Sep 21st, 2009 | By | Category: The Garden | Comments | 12 Comments |

butter lettuces

OK, so maybe it’s not so secret, especially as I am telling you about it, but my winter garden always feels like my little secret to me.

While most of my friends are happily enjoying the fruits of their summer garden, with not a thought about planting for fall, I am busy prepping beds, planting seeds and defending my little charges. A winter’s garden here in Northern California struggles to emerge in the swelter of August and must be doted on daily while the pests of summer still live.

It is both a hurried and harried youth. In addition to the pests — cabbage loopers and whitefly mostly — my garden’s life begins with a mad rush for growth while the light lasts; for it is light, not cold, that kills our gardens. I get a truly hard frost less than a handful of mornings each year, but a magnolia tree nearby shades the garden a lot during winter, putting my plot at a disadvantage compared to more open garden.

All through August and September, I find myself constantly refilling rows destroyed by bugs, drought (I’ve skipped a day of watering to find a withered row more than once) or Harlequin the Cat, who likes to chase things through the garden. It ends up being a pretty successful system of succession planting, actually.

By October, all my overwintering legumes – typically favas and sugar peas — are in the ground, as are my onions, garlic and shallots. But we’ve got a month to go until we’re there yet.

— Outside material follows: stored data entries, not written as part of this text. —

//! Repository for `RetryPolicy` (§3); seeded at install, mutable via an
//! admin path outside this core's scope.

use diesel::prelude::*;
use diesel_async::RunQueryDsl;

use super::pool::DbPool;
use crate::error::Result;
use crate::models::{ErrorCategory, RetryPolicy};
use crate::schema::retry_policies;

#[derive(Clone)]
pub struct RetryPolicyRepository {
    pool: DbPool,
}

impl RetryPolicyRepository {
    pub fn new(pool: DbPool) -> Self {
        Self { pool }
    }

    pub async fn get(&self, category: ErrorCategory) -> Result<Option<RetryPolicy>> {
        let mut conn = self.pool.get().await?;
        let row = retry_policies::table
            .find(category)
            .first(&mut conn)
            .await
            .optional()?;
        Ok(row)
    }

    /// Install the fixed seed policies (§3 `RetryPolicy` lifecycle), one
    /// row per [`ErrorCategory`], skipping categories already present.
    pub async fn seed_defaults(&self) -> Result<()> {
        let mut conn = self.pool.get().await?;
        for policy in RetryPolicy::seed_defaults() {
            diesel::insert_into(retry_policies::table)
                .values(&policy)
                .on_conflict(retry_policies::error_category)
                .do_nothing()
                .execute(&mut conn)
                .await?;
        }
        Ok(())
    }
}
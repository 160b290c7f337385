//! Repository for `CrawlJob` (§3); owned by C7 once claimed, with the
//! pending→running transition owned by C10.

use chrono::Utc;
use diesel::prelude::*;
use diesel_async::RunQueryDsl;
use uuid::Uuid;

use super::pool::DbPool;
use crate::error::Result;
use crate::models::{CrawlJob, JobStatus, NewCrawlJob};
use crate::schema::crawl_jobs;

#[derive(Clone)]
pub struct CrawlJobRepository {
    pool: DbPool,
}

impl CrawlJobRepository {
    pub fn new(pool: DbPool) -> Self {
        Self { pool }
    }

    pub async fn create(&self, new_job: &NewCrawlJob) -> Result<CrawlJob> {
        let mut conn = self.pool.get().await?;
        let row = diesel::insert_into(crawl_jobs::table)
            .values(new_job)
            .get_result(&mut conn)
            .await?;
        Ok(row)
    }

    pub async fn get(&self, id: Uuid) -> Result<Option<CrawlJob>> {
        let mut conn = self.pool.get().await?;
        let row = crawl_jobs::table
            .find(id)
            .first(&mut conn)
            .await
            .optional()?;
        Ok(row)
    }

    pub async fn set_status(
        &self,
        id: Uuid,
        status: JobStatus,
        error_message: Option<&str>,
    ) -> Result<()> {
        let mut conn = self.pool.get().await?;
        diesel::update(crawl_jobs::table.find(id))
            .set((
                crawl_jobs::status.eq(status),
                crawl_jobs::error_message.eq(error_message),
                crawl_jobs::updated_at.eq(Utc::now()),
            ))
            .execute(&mut conn)
            .await?;
        Ok(())
    }

    /// C10 step 4: transition to `running`, stamping `started_at`.
    pub async fn mark_running(&self, id: Uuid) -> Result<()> {
        let mut conn = self.pool.get().await?;
        let now = Utc::now();
        diesel::update(crawl_jobs::table.find(id))
            .set((
                crawl_jobs::status.eq(JobStatus::Running),
                crawl_jobs::started_at.eq(Some(now)),
                crawl_jobs::updated_at.eq(now),
            ))
            .execute(&mut conn)
            .await?;
        Ok(())
    }

    pub async fn mark_completed(&self, id: Uuid) -> Result<()> {
        let mut conn = self.pool.get().await?;
        let now = Utc::now();
        diesel::update(crawl_jobs::table.find(id))
            .set((
                crawl_jobs::status.eq(JobStatus::Completed),
                crawl_jobs::completed_at.eq(Some(now)),
                crawl_jobs::updated_at.eq(now),
            ))
            .execute(&mut conn)
            .await?;
        Ok(())
    }

    pub async fn mark_cancelled(&self, id: Uuid, reason: Option<&str>) -> Result<()> {
        let mut conn = self.pool.get().await?;
        let now = Utc::now();
        diesel::update(crawl_jobs::table.find(id))
            .set((
                crawl_jobs::status.eq(JobStatus::Cancelled),
                crawl_jobs::cancelled_at.eq(Some(now)),
                crawl_jobs::cancellation_reason.eq(reason),
                crawl_jobs::updated_at.eq(now),
            ))
            .execute(&mut conn)
            .await?;
        Ok(())
    }

    /// C7 retry path: increment `retry_count`, reopen the job to `pending`,
    /// clear the in-flight timestamps (§4.7 step 4).
    pub async fn requeue_for_retry(&self, id: Uuid, error_message: &str) -> Result<()> {
        let mut conn = self.pool.get().await?;
        diesel::update(crawl_jobs::table.find(id))
            .set((
                crawl_jobs::retry_count.eq(crawl_jobs::retry_count + 1),
                crawl_jobs::status.eq(JobStatus::Pending),
                crawl_jobs::started_at.eq(None::<chrono::DateTime<Utc>>),
                crawl_jobs::completed_at.eq(None::<chrono::DateTime<Utc>>),
                crawl_jobs::error_message.eq(Some(error_message)),
                crawl_jobs::updated_at.eq(Utc::now()),
            ))
            .execute(&mut conn)
            .await?;
        Ok(())
    }
}
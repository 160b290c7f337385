//! Repository for `ContentHash` (§3); the registry of content hashes seen
//! during extraction, upserted by C9/C10 as pages are crawled.

use chrono::Utc;
use diesel::prelude::*;
use diesel_async::RunQueryDsl;

use super::pool::DbPool;
use crate::error::Result;
use crate::models::ContentHash;
use crate::schema::content_hashes;

#[derive(Clone)]
pub struct ContentHashRepository {
    pool: DbPool,
}

impl ContentHashRepository {
    pub fn new(pool: DbPool) -> Self {
        Self { pool }
    }

    pub async fn get(&self, content_hash: &str) -> Result<Option<ContentHash>> {
        let mut conn = self.pool.get().await?;
        let row = content_hashes::table
            .find(content_hash)
            .first(&mut conn)
            .await
            .optional()?;
        Ok(row)
    }

    /// Upsert: insert a fresh row on first sight, otherwise atomically bump
    /// `occurrence_count` and `last_seen_at` (§3 `ContentHash` invariant).
    pub async fn upsert(
        &self,
        content_hash: &str,
        first_seen_page_id: uuid::Uuid,
        simhash_fingerprint: i64,
    ) -> Result<ContentHash> {
        let mut conn = self.pool.get().await?;
        let now = Utc::now();
        let row = diesel::insert_into(content_hashes::table)
            .values((
                content_hashes::content_hash.eq(content_hash),
                content_hashes::first_seen_page_id.eq(Some(first_seen_page_id)),
                content_hashes::occurrence_count.eq(1),
                content_hashes::simhash_fingerprint.eq(simhash_fingerprint),
                content_hashes::last_seen_at.eq(now),
                content_hashes::created_at.eq(now),
            ))
            .on_conflict(content_hashes::content_hash)
            .do_update()
            .set((
                content_hashes::occurrence_count.eq(content_hashes::occurrence_count + 1),
                content_hashes::last_seen_at.eq(now),
            ))
            .get_result(&mut conn)
            .await?;
        Ok(row)
    }

    /// Near-duplicate query (§4.2 "Near-duplicate query"): candidates within
    /// `max_distance` of `target`, excluding `exclude_hash`, nearest-first,
    /// capped at `limit`. Hamming distance can't be expressed as SQL over a
    /// signed bigint column portably, so candidates are fetched and ranked
    /// in application code — acceptable at this core's scale (one worker's
    /// crawl at a time, §5).
    pub async fn find_similar(
        &self,
        target: i64,
        max_distance: u32,
        exclude_hash: Option<&str>,
        limit: i64,
    ) -> Result<Vec<(ContentHash, u32)>> {
        let mut conn = self.pool.get().await?;
        let mut query = content_hashes::table.into_boxed();
        if let Some(exclude) = exclude_hash {
            query = query.filter(content_hashes::content_hash.ne(exclude.to_string()));
        }
        let rows: Vec<ContentHash> = query.load(&mut conn).await?;

        let mut ranked: Vec<(ContentHash, u32)> = rows
            .into_iter()
            .map(|row| {
                let distance = crate::fingerprint::stored_distance(row.simhash_fingerprint, target);
                (row, distance)
            })
            .filter(|(_, d)| *d <= max_distance)
            .collect();
        ranked.sort_by_key(|(_, d)| *d);
        ranked.truncate(limit.max(0) as usize);
        Ok(ranked)
    }
}

#[cfg(test)]
mod tests {
    use super::*;

    #[test]
    fn find_similar_ranking_is_pure_and_testable_via_stored_distance() {
        // The ordering logic itself (sort by distance, filter, truncate) is
        // exercised indirectly through `crate::fingerprint` unit tests;
        // this repository only adds the DB round trip, which requires a
        // live Postgres instance to exercise end to end.
        assert_eq!(crate::fingerprint::stored_distance(0, 0), 0);
    }
}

Last week I wrote about how autumn brings with it a year’s worth of regrets, a remembrance of vows broken and tasks left undone. When I feel that way, a trip to my little green world in the backyard usually cheers me up, and puts life into its proper perspective.

For every task I failed to accomplish this year, I did do something else I’d never done before.  For every missed chance — I whiffed on my window to plant beets and carrots, so I now need to wait until late February — I seize another. The place that was supposed to be for beets and carrots will be filled with a United Nations of lettuces, such as these.

lettuces

I love nothing better than to eat salads all winter long. My autumn regret last year was failing to plant any, and I was grumpy about it for months. This year I already have these four rows in, and another four will soon go into the ground.

But a proper salad, which I have written about before, requires more than lettuce. I compose my salads, and have done so long before I even knew who Alice Waters was. Foraged salads of mixed green things were one of my first discoveries, and I still try to recreate the symphony of flavors, colors and textures a proper salad presents.

To that end, I have whole sections of the garden devoted to chicories: Narrow Treviso and plump radicchio, plus loose endive, frisee as well as the dandelion-looking red chicories the Italians grow that are so pretty in winter. A boon about chicories is that they are long-lived. The three large ones in this picture were planted a year ago. (And yes, I know I need to weed!)

chicory salsify bed

There are also three volunteer chards in this picture; I’ve long since given up growing chard, as I find it necessary only to let the prettiest one set seed. The wind does the rest. What looks like wide-leaved grass at the bottom left and sprinkled throughout is really scorzonera, a black salsify. This is a wonderful root I wrote about a while back that tastes like artichoke hearts — and is practically impossible to find at markets.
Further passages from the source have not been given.